EXERCISE DIRECTIONS:
In the records below, find each line with "value" and copy it.

(Stored items from a collection)
========================================

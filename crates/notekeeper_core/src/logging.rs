//! Logging bootstrap and safety policy.
//!
//! # Responsibility
//! - Start the `log` backend from an explicit `LoggingConfig`.
//! - Emit stable, metadata-only diagnostic events from core.
//!
//! # Invariants
//! - The caller owns the returned `LoggerHandle`; dropping it flushes and
//!   stops file output.
//! - Logging initialization must not panic.
//! - Panic payloads are sanitized and truncated before being logged.

use crate::config::LoggingConfig;
use flexi_logger::{Cleanup, Criterion, FileSpec, Logger, LoggerHandle, Naming, WriteMode};
use log::{error, info};
use once_cell::sync::OnceCell;
use std::path::Path;

const LOG_FILE_BASENAME: &str = "notekeeper";
const MAX_LOG_FILE_SIZE_BYTES: u64 = 10 * 1024 * 1024;
const MAX_LOG_FILES: usize = 5;
const MAX_PANIC_PAYLOAD_CHARS: usize = 160;

static PANIC_HOOK_INSTALLED: OnceCell<()> = OnceCell::new();

/// Starts logging with the configured level and destination.
///
/// Logs go to stderr unless `log_dir` is set, in which case size-rotated
/// files are written there.
///
/// # Errors
/// - Returns an error when `level` is unsupported.
/// - Returns an error when `log_dir` is non-absolute or cannot be created.
/// - Returns an error when a logger is already installed in this process.
pub fn init_logging(config: &LoggingConfig) -> Result<LoggerHandle, String> {
    let level = normalize_level(&config.level)?;

    let logger = Logger::try_with_str(level)
        .map_err(|err| format!("invalid log level `{level}`: {err}"))?;

    let handle = match config.log_dir.as_deref() {
        Some(dir) => {
            let dir = normalize_log_dir(dir)?;
            std::fs::create_dir_all(dir).map_err(|err| {
                format!("failed to create log directory `{}`: {err}", dir.display())
            })?;
            logger
                .log_to_file(
                    FileSpec::default()
                        .directory(dir)
                        .basename(LOG_FILE_BASENAME),
                )
                .rotate(
                    Criterion::Size(MAX_LOG_FILE_SIZE_BYTES),
                    Naming::Numbers,
                    Cleanup::KeepLogFiles(MAX_LOG_FILES),
                )
                .write_mode(WriteMode::BufferAndFlush)
                .append()
                .format_for_files(flexi_logger::detailed_format)
                .start()
        }
        None => logger.format(flexi_logger::detailed_format).start(),
    }
    .map_err(|err| format!("failed to start logger: {err}"))?;

    install_panic_hook_once();

    info!(
        "event=app_start module=core status=ok platform={} build_mode={} version={}",
        std::env::consts::OS,
        build_mode(),
        env!("CARGO_PKG_VERSION")
    );
    info!(
        "event=logging_init module=core status=ok level={} destination={}",
        level,
        config
            .log_dir
            .as_deref()
            .map_or_else(|| "stderr".to_string(), |dir| dir.display().to_string())
    );

    Ok(handle)
}

/// Returns the default log level for current build mode.
///
/// - `debug` builds -> `debug`
/// - `release` builds -> `info`
pub fn default_log_level() -> &'static str {
    if cfg!(debug_assertions) {
        "debug"
    } else {
        "info"
    }
}

pub(crate) fn normalize_level(level: &str) -> Result<&'static str, String> {
    match level.trim().to_ascii_lowercase().as_str() {
        "trace" => Ok("trace"),
        "debug" => Ok("debug"),
        "info" => Ok("info"),
        "warn" | "warning" => Ok("warn"),
        "error" => Ok("error"),
        other => Err(format!(
            "unsupported log level `{other}`; expected trace|debug|info|warn|error"
        )),
    }
}

fn normalize_log_dir(log_dir: &Path) -> Result<&Path, String> {
    if log_dir.as_os_str().is_empty() {
        return Err("log_dir cannot be empty".to_string());
    }
    if !log_dir.is_absolute() {
        return Err(format!(
            "log_dir must be an absolute path, got `{}`",
            log_dir.display()
        ));
    }
    Ok(log_dir)
}

fn build_mode() -> &'static str {
    if cfg!(debug_assertions) {
        "debug"
    } else {
        "release"
    }
}

fn install_panic_hook_once() {
    if PANIC_HOOK_INSTALLED.get().is_some() {
        return;
    }

    let previous_hook = std::panic::take_hook();
    std::panic::set_hook(Box::new(move |panic_info| {
        let location = panic_info
            .location()
            .map(|loc| format!("{}:{}", loc.file(), loc.line()))
            .unwrap_or_else(|| "unknown".to_string());
        let payload = panic_payload_summary(panic_info);
        error!(
            "event=panic_captured module=core status=error location={} payload={}",
            location, payload
        );
        previous_hook(panic_info);
    }));

    let _ = PANIC_HOOK_INSTALLED.set(());
}

fn panic_payload_summary(info: &std::panic::PanicHookInfo<'_>) -> String {
    let payload = if let Some(message) = info.payload().downcast_ref::<&str>() {
        (*message).to_string()
    } else if let Some(message) = info.payload().downcast_ref::<String>() {
        message.clone()
    } else {
        "non-string panic payload".to_string()
    };

    sanitize_message(&payload, MAX_PANIC_PAYLOAD_CHARS)
}

fn sanitize_message(value: &str, max_chars: usize) -> String {
    let normalized = value.replace(['\n', '\r'], " ");
    let mut truncated = normalized.chars().take(max_chars).collect::<String>();
    if normalized.chars().count() > max_chars {
        truncated.push_str("...");
    }
    truncated
}
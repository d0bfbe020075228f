//! Tag codec for the single `notes.tags` storage column.
//!
//! # Responsibility
//! - Encode an ordered tag sequence into one TEXT value and back.
//!
//! # Invariants
//! - Encoding is length-prefixed (`<byte_len>:<tag>` repeated), so tags may
//!   contain any character, including `,` and `:`.
//! - The empty sequence encodes to `""` and `""` decodes to `[]`.
//! - `decode(encode(tags)) == tags` for every input, order included.

use std::error::Error;
use std::fmt::{Display, Formatter};

/// Failure to decode a persisted tag value.
#[derive(Debug, Clone, PartialEq, Eq)]
pub struct TagCodecError {
    pub position: usize,
    pub message: &'static str,
}

impl Display for TagCodecError {
    fn fmt(&self, f: &mut Formatter<'_>) -> std::fmt::Result {
        write!(
            f,
            "malformed tag encoding at byte {}: {}",
            self.position, self.message
        )
    }
}

impl Error for TagCodecError {}

/// Encodes tags preserving order.
pub fn encode_tags(tags: &[String]) -> String {
    let mut encoded = String::new();
    for tag in tags {
        encoded.push_str(&tag.len().to_string());
        encoded.push(':');
        encoded.push_str(tag);
    }
    encoded
}

/// Decodes a value produced by [`encode_tags`].
pub fn decode_tags(encoded: &str) -> Result<Vec<String>, TagCodecError> {
    let mut tags = Vec::new();
    let mut cursor = 0;

    while cursor < encoded.len() {
        let rest = &encoded[cursor..];
        let colon = rest.find(':').ok_or(TagCodecError {
            position: cursor,
            message: "missing length separator",
        })?;
        let digits = &rest[..colon];
        if digits.is_empty() || !digits.bytes().all(|b| b.is_ascii_digit()) {
            return Err(TagCodecError {
                position: cursor,
                message: "invalid length prefix",
            });
        }
        let len: usize = digits.parse().map_err(|_| TagCodecError {
            position: cursor,
            message: "length prefix out of range",
        })?;

        let start = cursor + colon + 1;
        let end = start.checked_add(len).ok_or(TagCodecError {
            position: cursor,
            message: "length prefix out of range",
        })?;
        let tag = encoded.get(start..end).ok_or(TagCodecError {
            position: start,
            message: "tag length exceeds value or splits a character",
        })?;
        tags.push(tag.to_string());
        cursor = end;
    }

    Ok(tags)
}
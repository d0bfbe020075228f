//! Repository layer abstractions and persistence implementations.
//!
//! # Responsibility
//! - Define the Record Store contract used by the note service.
//! - Isolate SQLite query details from service orchestration.
//!
//! # Invariants
//! - Repository APIs return semantic errors (`NotFound`) in addition to DB
//!   transport errors.
//! - Scan order is stable across calls without intervening inserts.

pub mod note_repo;
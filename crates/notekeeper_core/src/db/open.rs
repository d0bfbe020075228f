//! Connection bootstrap utilities for SQLite.
//!
//! # Responsibility
//! - Open file or in-memory SQLite connections.
//! - Configure connection pragmas required by the note store.
//! - Trigger schema migrations before returning a usable connection.
//!
//! # Invariants
//! - Returned connections have `foreign_keys=ON`.
//! - Returned connections have migrations fully applied.

use super::migrations::apply_migrations;
use super::DbResult;
use log::{error, info};
use rusqlite::Connection;
use std::path::Path;
use std::time::{Duration, Instant};

const BUSY_TIMEOUT: Duration = Duration::from_secs(5);

/// Opens a SQLite database file and applies all pending migrations.
///
/// # Side effects
/// - Creates the file when it does not exist.
/// - Emits `db_open` logging events with duration and status.
pub fn open_db(path: impl AsRef<Path>) -> DbResult<Connection> {
    open_with("file", || Connection::open(path))
}

/// Opens an in-memory SQLite database and applies all pending migrations.
pub fn open_db_in_memory() -> DbResult<Connection> {
    open_with("memory", Connection::open_in_memory)
}

fn open_with<F>(mode: &'static str, open: F) -> DbResult<Connection>
where
    F: FnOnce() -> rusqlite::Result<Connection>,
{
    let started_at = Instant::now();
    info!("event=db_open module=db status=start mode={mode}");

    let mut conn = match open() {
        Ok(conn) => conn,
        Err(err) => {
            error!(
                "event=db_open module=db status=error mode={mode} duration_ms={} error_code=db_open_failed error={}",
                started_at.elapsed().as_millis(),
                err
            );
            return Err(err.into());
        }
    };

    match bootstrap_connection(&mut conn) {
        Ok(()) => {
            info!(
                "event=db_open module=db status=ok mode={mode} duration_ms={}",
                started_at.elapsed().as_millis()
            );
            Ok(conn)
        }
        Err(err) => {
            error!(
                "event=db_open module=db status=error mode={mode} duration_ms={} error_code=db_bootstrap_failed error={}",
                started_at.elapsed().as_millis(),
                err
            );
            Err(err)
        }
    }
}

fn bootstrap_connection(conn: &mut Connection) -> DbResult<()> {
    conn.execute_batch("PRAGMA foreign_keys = ON;")?;
    conn.busy_timeout(BUSY_TIMEOUT)?;
    apply_migrations(conn)?;
    Ok(())
}
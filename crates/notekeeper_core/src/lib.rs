//! Core domain logic for Notekeeper.
//! This crate is the single source of truth for note invariants.

pub mod config;
pub mod db;
pub mod logging;
pub mod model;
pub mod repo;
pub mod service;
pub mod tags;

pub use config::{
    Config, ConfigError, DatabaseConfig, LoggingConfig, ServerConfig, CORS_ANY_ORIGIN,
};
pub use logging::{default_log_level, init_logging};
pub use model::note::{
    NewNote, Note, NoteId, NotePatch, ValidationError, CONTENT_MAX_CHARS, TAGS_MAX_COUNT,
    TAG_MAX_CHARS, TITLE_MAX_CHARS,
};
pub use repo::note_repo::{
    NoteFilter, NoteRecord, NoteStore, RepoError, RepoResult, SqliteNoteStore,
};
pub use service::note_service::{NoteListQuery, NoteService, ServiceError, ServiceResult};
pub use tags::{decode_tags, encode_tags, TagCodecError};

/// Returns the core crate version.
pub fn core_version() -> &'static str {
    env!("CARGO_PKG_VERSION")
}

#[cfg(test)]
mod tests {
    use super::core_version;

    #[test]
    fn version_is_not_empty() {
        assert!(!core_version().is_empty());
    }
}
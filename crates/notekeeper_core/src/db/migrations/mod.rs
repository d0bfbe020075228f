//! Versioned schema for the `notes` table.
//!
//! Each step is an embedded SQL file. The last applied step number lives in
//! `PRAGMA user_version`, and every pending step of one upgrade runs in a
//! single transaction.

use crate::db::{DbError, DbResult};
use log::{debug, info};
use rusqlite::Connection;

struct SchemaStep {
    version: u32,
    name: &'static str,
    sql: &'static str,
}

const SCHEMA_STEPS: &[SchemaStep] = &[
    SchemaStep {
        version: 1,
        name: "notes",
        sql: include_str!("0001_notes.sql"),
    },
    SchemaStep {
        version: 2,
        name: "notes_archived_index",
        sql: include_str!("0002_notes_archived_index.sql"),
    },
];

/// Highest schema step this build can apply.
pub fn latest_version() -> u32 {
    SCHEMA_STEPS.last().map_or(0, |step| step.version)
}

/// Schema step recorded in the database file.
pub fn schema_version(conn: &Connection) -> DbResult<u32> {
    Ok(conn.query_row("PRAGMA user_version;", [], |row| row.get(0))?)
}

/// Brings the notes schema up to [`latest_version`].
///
/// Returns how many steps were applied; `0` when already current.
pub fn apply_migrations(conn: &mut Connection) -> DbResult<usize> {
    let found = schema_version(conn)?;
    let supported = latest_version();
    if found > supported {
        return Err(DbError::SchemaTooNew { found, supported });
    }

    let pending: Vec<&SchemaStep> = SCHEMA_STEPS
        .iter()
        .filter(|step| step.version > found)
        .collect();
    if pending.is_empty() {
        return Ok(0);
    }

    let tx = conn.transaction()?;
    for step in &pending {
        debug!(
            "event=db_migrate module=db status=start version={} name={}",
            step.version, step.name
        );
        tx.execute_batch(step.sql)
            .and_then(|()| tx.pragma_update(None, "user_version", step.version))
            .map_err(|source| DbError::SchemaStep {
                version: step.version,
                name: step.name,
                source,
            })?;
    }
    tx.commit()?;

    info!(
        "event=db_migrate module=db status=ok from_version={found} to_version={supported} steps={}",
        pending.len()
    );
    Ok(pending.len())
}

========================================

SOLUTION TO THE PROBLEM:
fn sanitize_message(value: &str, max_chars: usize) -> String {
    let normalized = value.replace(['\n', '\r'], " ");
//! - Encode an ordered tag sequence into one TEXT value and back.
/// Failure to decode a persisted tag value.
/// Decodes a value produced by [`encode_tags`].
            message: "tag length exceeds value or splits a character",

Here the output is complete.